→ WHAT IS NEEDED
State, as a bare number, how many lines below contain "LogFormat".

→ INPUT
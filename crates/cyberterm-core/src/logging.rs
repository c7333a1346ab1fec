#![forbid(unsafe_code)]

//! Subscriber installation for binaries.
//!
//! Library code only emits `tracing` events under `cyberterm.*` targets;
//! binaries call [`install`] once at startup. Output goes to stderr so it
//! never interleaves with terminal output on stdout.

use tracing_subscriber::EnvFilter;
use tracing_subscriber::util::TryInitError;

/// Environment variable holding the filter directive.
pub const LOG_ENV: &str = "CYBERTERM_LOG";

/// Output format for log lines.
#[derive(Debug, Clone, Copy, PartialEq, Eq, Default)]
pub enum LogFormat {
    /// Human-readable, compact lines.
    #[default]
    Pretty,
    /// One JSON object per line.
    Json,
}

/// Install the global subscriber.
///
/// The filter comes from [`LOG_ENV`], falling back to `default_directive`
/// (for example `"warn"` or `"cyberterm=debug"`).
///
/// # Errors
///
/// Returns an error if a global subscriber is already installed.
pub fn install(format: LogFormat, default_directive: &str) -> Result<(), TryInitError> {
    use tracing_subscriber::layer::SubscriberExt;
    use tracing_subscriber::util::SubscriberInitExt;

    let filter =
        EnvFilter::try_from_env(LOG_ENV).unwrap_or_else(|_| EnvFilter::new(default_directive));
    let registry = tracing_subscriber::registry().with(filter);
    match format {
        LogFormat::Pretty => registry
            .with(
                tracing_subscriber::fmt::layer()
                    .compact()
                    .with_writer(std::io::stderr),
            )
            .try_init(),
        LogFormat::Json => registry
            .with(
                tracing_subscriber::fmt::layer()
                    .json()
                    .with_writer(std::io::stderr),
            )
            .try_init(),
    }
}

→ COMPLETED TASK
4